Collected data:
◆ ◆ ◆

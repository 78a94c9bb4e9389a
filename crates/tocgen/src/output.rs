//! Colored terminal output utilities.

use console::{Style, Term};
use tocgen_synth::RunReport;

/// Terminal output formatter.
pub(crate) struct Output {
    term: Term,
    green: Style,
    yellow: Style,
    red: Style,
    cyan_bold: Style,
}

impl Output {
    /// Create a new output formatter.
    #[must_use]
    pub(crate) fn new() -> Self {
        Self {
            term: Term::stderr(),
            green: Style::new().green(),
            yellow: Style::new().yellow(),
            red: Style::new().red(),
            cyan_bold: Style::new().cyan().bold(),
        }
    }

    /// Print an info message.
    pub(crate) fn info(&self, msg: &str) {
        let _ = self.term.write_line(msg);
    }

    /// Print a success message (green).
    pub(crate) fn success(&self, msg: &str) {
        let _ = self.term.write_line(&self.green.apply_to(msg).to_string());
    }

    /// Print a warning message (yellow).
    pub(crate) fn warning(&self, msg: &str) {
        let _ = self.term.write_line(&self.yellow.apply_to(msg).to_string());
    }

    /// Print an error message (red).
    pub(crate) fn error(&self, msg: &str) {
        let _ = self.term.write_line(&self.red.apply_to(msg).to_string());
    }

    /// Print a highlighted message (cyan bold).
    pub(crate) fn highlight(&self, msg: &str) {
        let _ = self
            .term
            .write_line(&self.cyan_bold.apply_to(msg).to_string());
    }

    /// Print a separator line.
    pub(crate) fn separator(&self) {
        let _ = self.term.write_line(&"=".repeat(70));
    }

    /// Print the budget and failure summary of a run.
    pub(crate) fn report_summary(&self, report: &RunReport) {
        self.separator();
        self.highlight(&format!("{} index documents", report.documents.len()));

        let over_soft = report.over_soft();
        let over_hard = report.over_hard();
        if over_soft > 0 {
            self.warning(&format!("{over_soft} over soft budget"));
        }
        if over_hard > 0 {
            self.warning(&format!("{over_hard} over hard budget"));
        }
        for warning in &report.warnings {
            self.warning(&format!("Warning: {}: {}", warning.path, warning.message));
        }
        for failure in &report.failures {
            self.error(&format!("Failed: {}: {}", display_dir(&failure.dir), failure.error));
        }
    }
}

/// Directory path for display (`.` for the tree root).
pub(crate) fn display_dir(dir: &str) -> &str {
    if dir.is_empty() { "." } else { dir }
}
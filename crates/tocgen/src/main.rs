//! tocgen CLI - hierarchical index synthesis.
//!
//! Provides commands for:
//! - `generate`: Generate and write every directory index
//! - `check`: Run synthesis without writing and enforce the hard budget

mod commands;
mod error;
mod output;

use clap::{Parser, Subcommand};
use tracing_subscriber::EnvFilter;

use commands::{CheckArgs, GenerateArgs};
use output::Output;

/// tocgen - budget-aware index synthesis for documentation trees.
#[derive(Parser)]
#[command(name = "tocgen", version, about)]
struct Cli {
    #[command(subcommand)]
    command: Commands,
}

#[derive(Subcommand)]
enum Commands {
    /// Generate index documents for every directory.
    Generate(GenerateArgs),
    /// Check that generated indices respect the hard budget.
    Check(CheckArgs),
}

fn main() {
    let cli = Cli::parse();
    let output = Output::new();

    let verbose = match &cli.command {
        Commands::Generate(args) => args.pipeline.verbose,
        Commands::Check(args) => args.pipeline.verbose,
    };

    // --verbose enables INFO level, otherwise use RUST_LOG (default WARN)
    let filter = if verbose {
        EnvFilter::new("info")
    } else {
        EnvFilter::try_from_default_env().unwrap_or_else(|_| EnvFilter::new("warn"))
    };
    tracing_subscriber::fmt()
        .with_env_filter(filter)
        .with_writer(std::io::stderr)
        .init();

    let result = match cli.command {
        Commands::Generate(args) => args.execute(),
        Commands::Check(args) => args.execute(),
    };

    if let Err(err) = result {
        output.error(&format!("Error: {err}"));
        std::process::exit(1);
    }
}
//! Synthesis pipeline.

use rayon::prelude::*;
use tocgen_custom::CustomizationStore;
use tocgen_docs::DocumentIndex;

use crate::assemble::assemble;
use crate::context::Context;
use crate::counts::TopicCounts;
use crate::document::GeneratedDocument;
use crate::group::group_documents;
use crate::links::LinkBuilder;
use crate::navigation::navigate;
use crate::options::SynthOptions;
use crate::plan::Plan;
use crate::report::RunReport;

/// Generates every index for a document tree.
///
/// # Example
///
/// ```ignore
/// use tocgen_synth::{SynthOptions, Synthesizer};
///
/// let synthesis = Synthesizer::new(&index, &store, &options).synthesize();
/// for doc in &synthesis.documents {
///     println!("{} ({} lines)", doc.path, doc.lines);
/// }
/// ```
pub struct Synthesizer<'a> {
    index: &'a DocumentIndex,
    store: &'a CustomizationStore,
    options: &'a SynthOptions,
}

/// Output of one synthesis run.
#[derive(Debug, Default)]
pub struct Synthesis {
    /// Generated documents in path order.
    pub documents: Vec<GeneratedDocument>,
    /// Child-reference sections left out of their directory's index.
    pub skipped_sections: Vec<SkippedSection>,
}

/// Child-reference section whose path names no subdirectory.
#[derive(Clone, Debug, PartialEq, Eq)]
pub struct SkippedSection {
    /// Directory declaring the section.
    pub dir: String,
    /// Section path as written.
    pub path: String,
}

impl<'a> Synthesizer<'a> {
    /// Create a synthesizer over a built index and customization store.
    #[must_use]
    pub fn new(
        index: &'a DocumentIndex,
        store: &'a CustomizationStore,
        options: &'a SynthOptions,
    ) -> Self {
        Self {
            index,
            store,
            options,
        }
    }

    /// Generate every primary, extended and navigation index.
    ///
    /// Content directories are assembled in parallel; gap directories are
    /// handled afterwards, deepest first. Invalid child-reference sections
    /// are left out and recorded; the rest of the directory is still indexed.
    #[must_use]
    pub fn synthesize(&self) -> Synthesis {
        let plan = Plan::build(group_documents(self.index, self.store), self.store);
        let counts = TopicCounts::aggregate(&plan);
        let ctx = Context {
            index: self.index,
            store: self.store,
            options: self.options,
            plan: &plan,
            counts: &counts,
            links: LinkBuilder::new(self.options.base_url.clone()),
        };

        let content_dirs: Vec<&str> = plan.content_dirs().collect();
        let results: Vec<_> = content_dirs
            .par_iter()
            .map(|dir| (*dir, assemble(&ctx, dir)))
            .collect();

        let mut synthesis = Synthesis::default();
        for (dir, assembly) in results {
            synthesis.documents.extend(assembly.documents);
            synthesis
                .skipped_sections
                .extend(assembly.skipped_sections.into_iter().map(|path| SkippedSection {
                    dir: dir.to_owned(),
                    path,
                }));
        }

        for dir in plan.gap_dirs_deepest_first() {
            synthesis.documents.push(navigate(&ctx, dir));
        }

        synthesis.documents.sort_by(|a, b| a.path.cmp(&b.path));

        tracing::info!(
            documents = synthesis.documents.len(),
            skipped_sections = synthesis.skipped_sections.len(),
            top = ?plan.top(),
            "Synthesis complete"
        );
        synthesis
    }
}

impl Synthesis {
    /// Build the run report, including ignored customization documents.
    #[must_use]
    pub fn report(&self, options: &SynthOptions, store: &CustomizationStore) -> RunReport {
        let mut report = RunReport::new(&self.documents, options);
        for skipped in &self.skipped_sections {
            let dir = if skipped.dir.is_empty() { "." } else { skipped.dir.as_str() };
            report.record_warning(
                dir,
                &format!("section path `{}` names no subdirectory, skipped", skipped.path),
            );
        }
        for rejected in store.rejected() {
            report.record_warning(&rejected.path.display().to_string(), &rejected.error);
        }
        report
    }
}
//! Shared read-only state of one synthesis run.

use tocgen_custom::CustomizationStore;
use tocgen_docs::path::{file_name, titlecase_from_slug};
use tocgen_docs::{DocumentIndex, FileRecord};

use crate::counts::TopicCounts;
use crate::document::{LinkEntry, one_line};
use crate::links::LinkBuilder;
use crate::options::SynthOptions;
use crate::plan::Plan;

/// Titles that say nothing about a directory's content.
const GENERIC_TITLES: &[&str] = &[
    "readme",
    "index",
    "overview",
    "introduction",
    "home",
    "contents",
];

/// File stems of a directory's own landing document.
const LANDING_STEMS: &[&str] = &["index", "readme"];

/// Everything assembly needs to know about the tree.
pub(crate) struct Context<'a> {
    pub index: &'a DocumentIndex,
    pub store: &'a CustomizationStore,
    pub options: &'a SynthOptions,
    pub plan: &'a Plan,
    pub counts: &'a TopicCounts,
    pub links: LinkBuilder,
}

impl Context<'_> {
    /// Resolved title of a directory's index.
    ///
    /// Customization title, then the non-generic title of the directory's
    /// own `index`/`README` document, then the title-cased directory name.
    /// The root falls back to the site title.
    pub fn title(&self, dir: &str) -> String {
        if let Some(title) = self
            .store
            .get(dir)
            .and_then(|c| c.title.as_deref())
            .and_then(one_line)
        {
            return title;
        }
        if let Some(title) = self
            .landing_document(dir)
            .and_then(|record| one_line(&record.title))
            .filter(|title| !is_generic_title(title))
        {
            return title;
        }
        if dir.is_empty() {
            self.options.site_title.clone()
        } else {
            titlecase_from_slug(file_name(dir))
        }
    }

    /// Resolved description of a directory's index.
    pub fn description(&self, dir: &str) -> Option<String> {
        self.store
            .get(dir)
            .and_then(|c| c.description.as_deref())
            .or_else(|| {
                self.landing_document(dir)
                    .and_then(|r| r.description.as_deref())
            })
            .and_then(one_line)
    }

    /// Description used when a parent lists this directory.
    pub fn short_description(&self, dir: &str) -> Option<String> {
        self.store
            .short_description(dir)
            .and_then(one_line)
            .or_else(|| self.description(dir))
    }

    /// Link to the primary index of `dir`, annotated with its topic count.
    pub fn index_link(&self, from_dir: &str, dir: &str) -> LinkEntry {
        LinkEntry {
            title: self.title(dir),
            href: self
                .links
                .index_href(from_dir, dir, &self.options.index_name),
            metric: Some(self.counts.get(dir).to_string()),
            description: self.short_description(dir),
            target: dir.to_owned(),
        }
    }

    /// Link to a document, with node overrides applied.
    ///
    /// Overrides declared by the directory listing the document win over
    /// those declared by the document's own directory.
    pub fn document_link(&self, from_dir: &str, record: &FileRecord) -> LinkEntry {
        let name = record.file_name();
        let node = self
            .store
            .node_override(from_dir, name)
            .or_else(|| self.store.node_override(record.dir(), name));

        let title = node
            .and_then(|n| n.title.as_deref())
            .and_then(one_line)
            .or_else(|| one_line(&record.title))
            .unwrap_or_else(|| record.path.clone());
        let description = node
            .and_then(|n| n.description.as_deref())
            .or(record.description.as_deref())
            .and_then(one_line);

        LinkEntry {
            title,
            href: self.links.href(from_dir, &record.path),
            metric: None,
            description,
            target: record.path.clone(),
        }
    }

    /// Look up a document by root-relative path, with or without extension.
    pub fn find_document(&self, path: &str) -> Option<&FileRecord> {
        self.index
            .get(path)
            .or_else(|| self.index.get(&format!("{path}.{}", self.options.extension)))
    }

    /// Resolve a root-relative entry to a document or index link.
    ///
    /// Returns `None` (logged at debug level) when the entry names neither
    /// a document nor an index-producing directory.
    pub fn resolve_entry(&self, from_dir: &str, path: &str) -> Option<LinkEntry> {
        if let Some(record) = self.find_document(path) {
            return Some(self.document_link(from_dir, record));
        }
        if self.plan.produces_index(path) {
            return Some(self.index_link(from_dir, path));
        }
        tracing::debug!(dir = %from_dir, entry = %path, "Unresolvable entry, skipping");
        None
    }

    /// The directory's own `index`/`README` document, if any.
    fn landing_document(&self, dir: &str) -> Option<&FileRecord> {
        self.plan
            .documents(dir)
            .iter()
            .filter_map(|path| self.index.get(path))
            .find(|record| is_landing(record) && record.dir() == dir)
    }
}

fn is_landing(record: &FileRecord) -> bool {
    let name = record.file_name();
    let stem = name.rsplit_once('.').map_or(name, |(stem, _)| stem);
    LANDING_STEMS.iter().any(|s| stem.eq_ignore_ascii_case(s))
}

fn is_generic_title(title: &str) -> bool {
    let lowered = title.trim().to_lowercase();
    GENERIC_TITLES.contains(&lowered.as_str())
}
use leptos::prelude::Effect;
use leptos::prelude::*;
use web_sys::window;

#[derive(Clone, Copy)]
pub struct AppGlobalContext {
    pub opened: RwSignal<Vec<Tab>>,
    pub active: RwSignal<Option<String>>,
    pub left_open: RwSignal<bool>,
}

impl AppGlobalContext {
    pub fn new() -> Self {
        Self {
            opened: RwSignal::new(vec![]),
            active: RwSignal::new(None),
            left_open: RwSignal::new(true),
        }
    }

    pub fn init_router_integration(&self) {
        let search = window()
            .and_then(|w| w.location().search().ok())
            .unwrap_or_default();
        let params: std::collections::HashMap<String, String> =
            serde_qs::from_str(search.trim_start_matches('?')).unwrap_or_default();
        if let Some(active_key) = params.get("active").cloned() {
            let exists = self
                .opened
                .with_untracked(|tabs| tabs.iter().any(|tab| tab.key == active_key));
            if !exists {
                let title = active_key.clone();
                self.open_tab(&active_key, &title);
            } else {
                self.activate_tab(&active_key);
            }
        }

        let this = *self;
        Effect::new(move |_| {
            if let Some(active_key) = this.active.get() {
                let query_string = serde_qs::to_string(&std::collections::HashMap::from([(
                    "active".to_string(),
                    active_key.clone(),
                )]))
                .unwrap_or_default();

                let new_url = format!("?{}", query_string);

                // Untracked read to avoid an extra reactive dependency
                let current_search = window()
                    .and_then(|w| w.location().search().ok())
                    .unwrap_or_default();

                // Only touch history when the URL actually changed
                if current_search != new_url {
                    if let Some(w) = window() {
                        if let Ok(history) = w.history() {
                            let _ = history.replace_state_with_url(
                                &wasm_bindgen::JsValue::NULL,
                                "",
                                Some(&new_url),
                            );
                        }
                    }
                }
            }
        });
    }

    pub fn open_tab(&self, key: &str, title: &str) {
        let exists = self
            .opened
            .with_untracked(|tabs| tabs.iter().any(|tab| tab.key == key));
        if !exists {
            let tab = Tab {
                key: key.to_string(),
                title: title.to_string(),
                dirty: false,
            };
            self.opened.update(|tabs| tabs.push(tab));
        }
        self.activate_tab(key);
    }

    pub fn activate_tab(&self, key: &str) {
        self.active.set(Some(key.to_string()));
    }

    pub fn update_tab_title(&self, key: &str, new_title: &str) {
        self.opened.update(|tabs| {
            if let Some(tab) = tabs.iter_mut().find(|t| t.key == key) {
                tab.title = new_title.to_string();
            }
        });
    }

    pub fn close_tab(&self, key: &str) {
        self.opened.update(|tabs| {
            tabs.retain(|tab| tab.key != key);
        });
        if self
            .active
            .with_untracked(|active| active.as_deref() == Some(key))
        {
            let next_active = self
                .opened
                .with_untracked(|tabs| tabs.last().map(|t| t.key.clone()));
            self.active.set(next_active);
        }
    }

    pub fn toggle_left(&self) {
        self.left_open.update(|val| *val = !*val);
    }
}

#[derive(Debug, Clone, PartialEq, Eq)]
pub struct Tab {
    pub key: String,
    pub title: String,
    pub dirty: bool,
}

◆ ◆ ◆

■ What you have to do ■
Where does the string "params" appear in the records above? Return every line that holds it.

■ Answer to the exercise ■
        let params: std::collections::HashMap<String, String> =
        if let Some(active_key) = params.get("active").cloned() {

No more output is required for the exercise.